What is required:
Beginning with the line below that contains "const GOLDEN: ScoringMode" and ending with the line that contains "assert!(game.increment_point(team, GOLDEN));", copy every line exactly. Copy nothing else.
=== Begin Enclosure ===
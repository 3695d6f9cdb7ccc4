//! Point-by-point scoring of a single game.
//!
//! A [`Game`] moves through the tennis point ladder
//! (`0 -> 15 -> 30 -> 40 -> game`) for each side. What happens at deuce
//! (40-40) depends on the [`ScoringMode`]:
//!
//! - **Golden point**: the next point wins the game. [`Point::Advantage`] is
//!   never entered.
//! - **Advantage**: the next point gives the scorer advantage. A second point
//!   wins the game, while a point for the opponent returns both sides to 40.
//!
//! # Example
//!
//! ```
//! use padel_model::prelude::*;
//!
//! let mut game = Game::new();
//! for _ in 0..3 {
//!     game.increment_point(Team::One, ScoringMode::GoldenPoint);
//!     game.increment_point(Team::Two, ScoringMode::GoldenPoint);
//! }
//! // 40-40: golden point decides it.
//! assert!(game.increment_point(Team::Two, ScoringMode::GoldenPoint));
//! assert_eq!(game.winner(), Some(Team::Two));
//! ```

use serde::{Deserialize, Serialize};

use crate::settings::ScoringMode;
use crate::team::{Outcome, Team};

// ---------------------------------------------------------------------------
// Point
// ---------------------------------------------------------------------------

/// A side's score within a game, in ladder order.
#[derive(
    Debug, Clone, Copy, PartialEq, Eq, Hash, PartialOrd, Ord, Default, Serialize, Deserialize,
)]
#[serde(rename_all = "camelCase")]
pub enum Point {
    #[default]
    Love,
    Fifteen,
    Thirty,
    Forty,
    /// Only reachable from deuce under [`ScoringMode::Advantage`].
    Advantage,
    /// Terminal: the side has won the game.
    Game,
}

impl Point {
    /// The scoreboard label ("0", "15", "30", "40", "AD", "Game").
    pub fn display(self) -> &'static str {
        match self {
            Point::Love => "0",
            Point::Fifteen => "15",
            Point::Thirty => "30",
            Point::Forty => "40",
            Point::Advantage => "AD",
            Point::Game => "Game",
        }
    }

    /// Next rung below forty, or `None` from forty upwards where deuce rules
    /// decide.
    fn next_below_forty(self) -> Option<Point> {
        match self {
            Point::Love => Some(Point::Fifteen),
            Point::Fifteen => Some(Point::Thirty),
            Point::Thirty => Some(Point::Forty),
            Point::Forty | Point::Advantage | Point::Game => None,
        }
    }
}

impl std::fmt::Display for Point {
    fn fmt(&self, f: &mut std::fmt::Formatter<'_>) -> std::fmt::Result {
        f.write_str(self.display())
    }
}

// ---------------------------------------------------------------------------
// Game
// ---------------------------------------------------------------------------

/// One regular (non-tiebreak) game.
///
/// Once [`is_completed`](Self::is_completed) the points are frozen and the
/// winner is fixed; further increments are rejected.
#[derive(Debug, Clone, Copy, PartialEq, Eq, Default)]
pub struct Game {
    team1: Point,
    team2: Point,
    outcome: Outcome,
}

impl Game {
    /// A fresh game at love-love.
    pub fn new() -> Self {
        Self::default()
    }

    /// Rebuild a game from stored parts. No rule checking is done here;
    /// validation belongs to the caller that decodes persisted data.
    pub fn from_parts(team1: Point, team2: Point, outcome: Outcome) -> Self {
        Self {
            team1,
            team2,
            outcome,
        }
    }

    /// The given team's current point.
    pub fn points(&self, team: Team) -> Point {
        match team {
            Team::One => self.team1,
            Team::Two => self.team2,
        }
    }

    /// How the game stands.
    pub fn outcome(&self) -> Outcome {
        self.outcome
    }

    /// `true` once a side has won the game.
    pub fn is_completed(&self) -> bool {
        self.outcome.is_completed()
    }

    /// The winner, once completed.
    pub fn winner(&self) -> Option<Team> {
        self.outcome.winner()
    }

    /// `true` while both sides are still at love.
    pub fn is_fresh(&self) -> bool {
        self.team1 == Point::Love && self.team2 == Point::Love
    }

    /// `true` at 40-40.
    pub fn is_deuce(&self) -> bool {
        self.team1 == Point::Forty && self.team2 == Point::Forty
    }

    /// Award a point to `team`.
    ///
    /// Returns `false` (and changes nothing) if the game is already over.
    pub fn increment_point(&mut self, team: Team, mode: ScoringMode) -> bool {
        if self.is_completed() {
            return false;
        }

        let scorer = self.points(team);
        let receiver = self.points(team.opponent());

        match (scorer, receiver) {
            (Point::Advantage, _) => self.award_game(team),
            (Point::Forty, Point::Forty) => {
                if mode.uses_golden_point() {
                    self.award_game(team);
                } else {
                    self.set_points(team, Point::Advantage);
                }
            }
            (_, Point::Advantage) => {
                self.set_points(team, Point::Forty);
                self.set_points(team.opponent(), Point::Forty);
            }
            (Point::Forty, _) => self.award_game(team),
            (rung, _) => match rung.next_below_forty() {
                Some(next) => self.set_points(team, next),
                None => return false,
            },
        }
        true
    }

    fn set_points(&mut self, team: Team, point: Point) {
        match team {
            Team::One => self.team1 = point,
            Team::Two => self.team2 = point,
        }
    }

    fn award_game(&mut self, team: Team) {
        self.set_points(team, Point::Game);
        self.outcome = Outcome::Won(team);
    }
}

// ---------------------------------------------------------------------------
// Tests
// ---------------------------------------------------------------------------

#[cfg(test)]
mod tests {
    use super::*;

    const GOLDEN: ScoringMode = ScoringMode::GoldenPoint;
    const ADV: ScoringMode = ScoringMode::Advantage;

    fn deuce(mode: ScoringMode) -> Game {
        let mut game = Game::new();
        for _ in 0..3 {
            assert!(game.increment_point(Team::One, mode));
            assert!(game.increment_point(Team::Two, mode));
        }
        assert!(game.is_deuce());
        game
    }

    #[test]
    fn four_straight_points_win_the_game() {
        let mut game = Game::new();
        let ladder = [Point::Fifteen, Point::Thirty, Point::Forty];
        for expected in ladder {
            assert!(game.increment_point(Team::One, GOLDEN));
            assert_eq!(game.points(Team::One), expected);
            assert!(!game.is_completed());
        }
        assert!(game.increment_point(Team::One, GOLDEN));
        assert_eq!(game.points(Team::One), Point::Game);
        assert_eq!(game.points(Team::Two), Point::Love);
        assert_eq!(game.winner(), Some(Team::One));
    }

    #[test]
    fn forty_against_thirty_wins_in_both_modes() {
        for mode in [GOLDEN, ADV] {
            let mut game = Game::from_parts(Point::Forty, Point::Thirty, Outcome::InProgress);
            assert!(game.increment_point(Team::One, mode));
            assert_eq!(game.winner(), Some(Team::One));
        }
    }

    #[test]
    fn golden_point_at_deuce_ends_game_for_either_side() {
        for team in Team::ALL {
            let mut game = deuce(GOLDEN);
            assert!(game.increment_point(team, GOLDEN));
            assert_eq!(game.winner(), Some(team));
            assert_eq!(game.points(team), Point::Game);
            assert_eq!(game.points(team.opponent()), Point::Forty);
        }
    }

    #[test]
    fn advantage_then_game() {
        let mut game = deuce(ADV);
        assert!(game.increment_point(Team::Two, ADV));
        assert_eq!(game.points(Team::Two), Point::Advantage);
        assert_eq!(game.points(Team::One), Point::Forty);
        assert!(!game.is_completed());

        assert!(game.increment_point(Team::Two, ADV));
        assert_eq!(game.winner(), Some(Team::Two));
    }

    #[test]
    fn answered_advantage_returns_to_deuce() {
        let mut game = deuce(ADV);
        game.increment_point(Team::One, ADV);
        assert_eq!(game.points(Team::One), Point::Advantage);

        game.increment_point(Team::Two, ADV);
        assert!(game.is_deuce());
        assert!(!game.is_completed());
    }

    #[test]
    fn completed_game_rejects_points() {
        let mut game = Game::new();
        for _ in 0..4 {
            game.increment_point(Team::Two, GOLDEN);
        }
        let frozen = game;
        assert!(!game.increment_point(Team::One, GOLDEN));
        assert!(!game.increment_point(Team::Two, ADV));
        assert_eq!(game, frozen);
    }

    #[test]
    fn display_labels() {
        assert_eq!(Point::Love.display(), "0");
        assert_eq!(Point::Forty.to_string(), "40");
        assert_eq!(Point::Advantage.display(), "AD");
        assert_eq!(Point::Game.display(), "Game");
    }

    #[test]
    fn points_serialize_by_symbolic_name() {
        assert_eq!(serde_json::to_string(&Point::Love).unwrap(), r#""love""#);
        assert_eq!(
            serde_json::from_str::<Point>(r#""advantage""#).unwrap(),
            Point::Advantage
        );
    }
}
=== End Enclosure ===
Completed exercise:
    const GOLDEN: ScoringMode = ScoringMode::GoldenPoint;
    const ADV: ScoringMode = ScoringMode::Advantage;

    fn deuce(mode: ScoringMode) -> Game {
        let mut game = Game::new();
        for _ in 0..3 {
            assert!(game.increment_point(Team::One, mode));
            assert!(game.increment_point(Team::Two, mode));
        }
        assert!(game.is_deuce());
        game
    }

    #[test]
    fn four_straight_points_win_the_game() {
        let mut game = Game::new();
        let ladder = [Point::Fifteen, Point::Thirty, Point::Forty];
        for expected in ladder {
            assert!(game.increment_point(Team::One, GOLDEN));
            assert_eq!(game.points(Team::One), expected);
            assert!(!game.is_completed());
        }
        assert!(game.increment_point(Team::One, GOLDEN));
        assert_eq!(game.points(Team::One), Point::Game);
        assert_eq!(game.points(Team::Two), Point::Love);
        assert_eq!(game.winner(), Some(Team::One));
    }

    #[test]
    fn forty_against_thirty_wins_in_both_modes() {
        for mode in [GOLDEN, ADV] {
            let mut game = Game::from_parts(Point::Forty, Point::Thirty, Outcome::InProgress);
            assert!(game.increment_point(Team::One, mode));
            assert_eq!(game.winner(), Some(Team::One));
        }
    }

    #[test]
    fn golden_point_at_deuce_ends_game_for_either_side() {
        for team in Team::ALL {
            let mut game = deuce(GOLDEN);
            assert!(game.increment_point(team, GOLDEN));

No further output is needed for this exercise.